Das Sozialreferat begrüßt die Initiative grundsätzlich, hat aber zahlreiche Bedenken. Vor allem müsse der laufende Betrieb gesichert werden, um hilfsbedürftigen Menschen weiter helfen zu können. Daher dürfe der "standardisierte Aufbau" eines neuen Windows-Clients nicht zu Einbußen der aktuell genutzten Fachverfahren führen. Ein Einsatz von Microsoft Office für 6000 weitere Nutzer sei "ohne die gleichzeitige Bereitstellung von Makros und Vorlagen nicht sinnvoll", ein echter Erkenntnisgewinn nur im vollen Wirkbetrieb möglich. Alles andere könnte zu "falschen Schlussfolgerungen" über die Einsatzfähigkeit des Büropakets führen. Eine Migrationstrategie für die rund 12.000 Vorlagen und Formulare sowie 300 teils komplexen Makros fehle aber. Diese sollte möglichst schnell geschmiedet werden, da "damit weitreichende terminliche und finanzielle Fragestellungen und Risiken verknüpft sind".

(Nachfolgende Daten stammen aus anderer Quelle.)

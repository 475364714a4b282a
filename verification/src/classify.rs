//! Maps a lookup's result to a [`VerificationOutcome`].

use legit_backend::{LookupReply, TransportError};
use legit_types::ProductDetails;

use crate::outcome::{SuspicionReason, VerificationOutcome};

/// Classify the result of a single product lookup.
///
/// | Lookup result                    | Outcome                  |
/// |----------------------------------|--------------------------|
/// | transport failure                | `network_error`          |
/// | HTTP 404                         | `not_found`              |
/// | any other non-2xx                | `server_error`           |
/// | 2xx, body is a product record    | `Legit`                  |
/// | 2xx, body is anything else       | `malformed_response`     |
pub fn classify(result: &Result<LookupReply, TransportError>) -> VerificationOutcome {
    let reply = match result {
        Ok(reply) => reply,
        Err(_) => return VerificationOutcome::network_error(),
    };

    if !reply.is_success() {
        return if reply.status == 404 {
            VerificationOutcome::not_found()
        } else {
            VerificationOutcome::server_error()
        };
    }

    match serde_json::from_str::<ProductDetails>(&reply.body) {
        Ok(details) => VerificationOutcome::Legit(details),
        Err(_) => VerificationOutcome::NotFoundOrSuspicious {
            reason: SuspicionReason::MalformedResponse,
        },
    }
}

#[cfg(test)]
mod tests {
    use super::*;
    use legit_types::Timestamp;

    const NIKE_BODY: &str = r#"{"product_id":"NIKE-AIR-123456","manufacturer":"GABCDEFGHIJKLMNOPQRSTUVWX","current_owner":"GXYZ1234567890ABCDE","registered_at":1700000000}"#;

    fn reply(status: u16, body: &str) -> Result<LookupReply, TransportError> {
        Ok(LookupReply::new(status, body))
    }

    #[test]
    fn ok_with_product_record_is_legit() {
        let outcome = classify(&reply(200, NIKE_BODY));
        assert_eq!(
            outcome,
            VerificationOutcome::Legit(ProductDetails {
                product_id: "NIKE-AIR-123456".into(),
                manufacturer: "GABCDEFGHIJKLMNOPQRSTUVWX".into(),
                current_owner: "GXYZ1234567890ABCDE".into(),
                registered_at: Timestamp::new(1_700_000_000),
            })
        );
    }

    #[test]
    fn not_found_status() {
        assert_eq!(
            classify(&reply(404, r#"{"detail":"Not Found"}"#)),
            VerificationOutcome::not_found()
        );
    }

    #[test]
    fn other_failure_statuses_are_server_errors() {
        for status in [400, 401, 403, 409, 422, 500, 502, 503] {
            assert_eq!(
                classify(&reply(status, "")),
                VerificationOutcome::server_error(),
                "status {status}"
            );
        }
    }

    #[test]
    fn any_2xx_with_record_is_legit() {
        assert!(classify(&reply(203, NIKE_BODY)).is_legit());
    }

    #[test]
    fn transport_failure_is_network_error() {
        let result = Err(TransportError::Connect("connection refused".into()));
        assert_eq!(classify(&result), VerificationOutcome::network_error());
    }

    #[test]
    fn unparseable_success_body_is_malformed() {
        let outcome = classify(&reply(200, "<html>gateway</html>"));
        assert_eq!(outcome.reason(), Some(SuspicionReason::MalformedResponse));
    }

    #[test]
    fn success_body_missing_fields_is_malformed() {
        let outcome = classify(&reply(200, r#"{"product_id":"X"}"#));
        assert_eq!(outcome.reason(), Some(SuspicionReason::MalformedResponse));
    }
}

Die Stadtkämmerei hob hervor, dass dort vermutlich "erheblicher" Personalaufwand für eine Rückmigration anfielen. Insgesamt lehnt sie die "Blaupause" für die IT-Neuorganisation ab. Das Ressort für Arbeit und Wirtschaft drängt darauf, dass es weiter freigestellt bleiben müsse, "eine gemischte Client-Architektur (Windows/LiMux)" zu betreiben. Nur so könne ein "reibungsloser Betrieb auch bis zur endgültigen Entscheidung aufrecht erhalten werden". (anw)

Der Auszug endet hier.